En fait la plus grande différence est certainement le fait que Rome regardait les autres cultures
d’un œil beaucoup plus ouvert. Pour les Athéniens tout ce qui n’était pas grec était barbare
(onomatopée inventée par ces derniers pour désigner les langues étrangères) au mieux
inférieur, et les cités prises par la métropole étaient considérées comme lui appartenant
jusqu’à la dernière pierre de leur muraille. Alors que les Romains ne considéraient pas, du
moins officiellement, les territoires conquis comme vassaux, la Cité essayait plutôt « de les
transformer d’ennemis potentiels en amis et en alliés1 ». Rome s’adaptait aux coutumes
locales, ou plutôt se transformait au fil de ses conquêtes. Et si la conquête de l’Italie n’affecta
pas d’une façon majeure la cité, celle de la Grèce puis de l’Asie et de territoires toujours plus
éloignés modifièrent la société romaine en de nombreux points. Bien sûr il y eut de la
résistance de la part des plus vieilles familles aristocratiques romaines représentées au Sénat
qui, par exemple, chassèrent les philosophes grecs de la cité au 3ème siècle av. JC. Mais la
tendance générale fut incontestablement à l’ouverture. Grâce à cette politique intelligente, la
République puis l’Empire allaient assurer leurs fonctionnements pendant presque 1000 ans2.

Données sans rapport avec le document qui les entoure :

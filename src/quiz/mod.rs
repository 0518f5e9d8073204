// src/quiz/mod.rs

//! Answer checking and the state of one quiz attempt.

use serde::{Deserialize, Serialize};

use crate::models::quiz::QuizQuestion;

/// Outcome of one submitted answer.
#[derive(Debug, Clone, PartialEq, Eq, Serialize, Deserialize)]
pub struct QuizAnswerResult {
    pub question: String,
    pub selected_answer: String,
    pub correct_answer: String,
    pub correct: bool,
    pub points: i64,
    pub explanation: String,
}

/// Compares a selection with the correct option. Exact match only.
pub fn record_quiz_answer(
    question: &str,
    selected_answer: &str,
    correct_option: &str,
    points_if_correct: i64,
    explanation: &str,
) -> QuizAnswerResult {
    let correct = selected_answer == correct_option;
    QuizAnswerResult {
        question: question.to_string(),
        selected_answer: selected_answer.to_string(),
        correct_answer: correct_option.to_string(),
        correct,
        points: if correct { points_if_correct } else { 0 },
        explanation: explanation.to_string(),
    }
}

/// Walks a learner through a list of questions, one answer each.
///
/// Results are kept in submission order until the attempt is dropped;
/// starting a new attempt starts from an empty result list. Points earned
/// here are quiz XP and are kept apart from the glossary XP ledger.
#[derive(Debug, Clone)]
pub struct QuizAttempt {
    questions: Vec<QuizQuestion>,
    current: usize,
    results: Vec<QuizAnswerResult>,
}

impl QuizAttempt {
    pub fn start(questions: Vec<QuizQuestion>) -> Self {
        Self {
            questions,
            current: 0,
            results: Vec::new(),
        }
    }

    /// The question awaiting an answer, if any remain.
    pub fn current_question(&self) -> Option<&QuizQuestion> {
        self.questions.get(self.current)
    }

    /// Zero-based position of the current question.
    pub fn position(&self) -> usize {
        self.current
    }

    pub fn len(&self) -> usize {
        self.questions.len()
    }

    pub fn is_empty(&self) -> bool {
        self.questions.is_empty()
    }

    /// Records an answer to the current question and moves on.
    ///
    /// An empty selection, or a finished attempt, is ignored.
    pub fn submit(&mut self, selected_answer: &str) -> Option<&QuizAnswerResult> {
        if selected_answer.is_empty() {
            return None;
        }
        let question = self.questions.get(self.current)?;

        let result = record_quiz_answer(
            &question.question,
            selected_answer,
            &question.correct_answer,
            question.points,
            &question.explanation,
        );
        self.results.push(result);
        self.current += 1;
        self.results.last()
    }

    pub fn is_complete(&self) -> bool {
        self.current >= self.questions.len()
    }

    pub fn results(&self) -> &[QuizAnswerResult] {
        &self.results
    }

    /// Sum of points over correct answers so far.
    pub fn earned_xp(&self) -> i64 {
        self.results
            .iter()
            .filter(|r| r.correct)
            .map(|r| r.points)
            .sum()
    }
}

Les conflits sociaux et les guerres civiles entre 133 et 27 av. JC, qui allaient transformer
l’antique République en un Empire, furent causés par plusieurs problèmes majeurs.
Premièrement, la disparition petit à petit de la classe « moyenne » romaine constituée de petits
propriétaires terriens. Ces derniers formaient la majeure partie de l’armée de milice,
constituaient la base des institutions de la cité et liaient entre eux les plus pauvres et les plus
riches des Romains. En effet, et il en va de même dans nos démocraties modernes, la stabilité
d’une société dépend en grande partie de la proportion qu’occupe la classe moyenne parmi
tous les citoyens. Plus la proportion est forte, plus la société sera stable
1 Pierre Grimal, la civilisation romaine, p.295.
2 Elizabeth Deniaux, Rome de la Cité-Etat à l’Empire, p.37.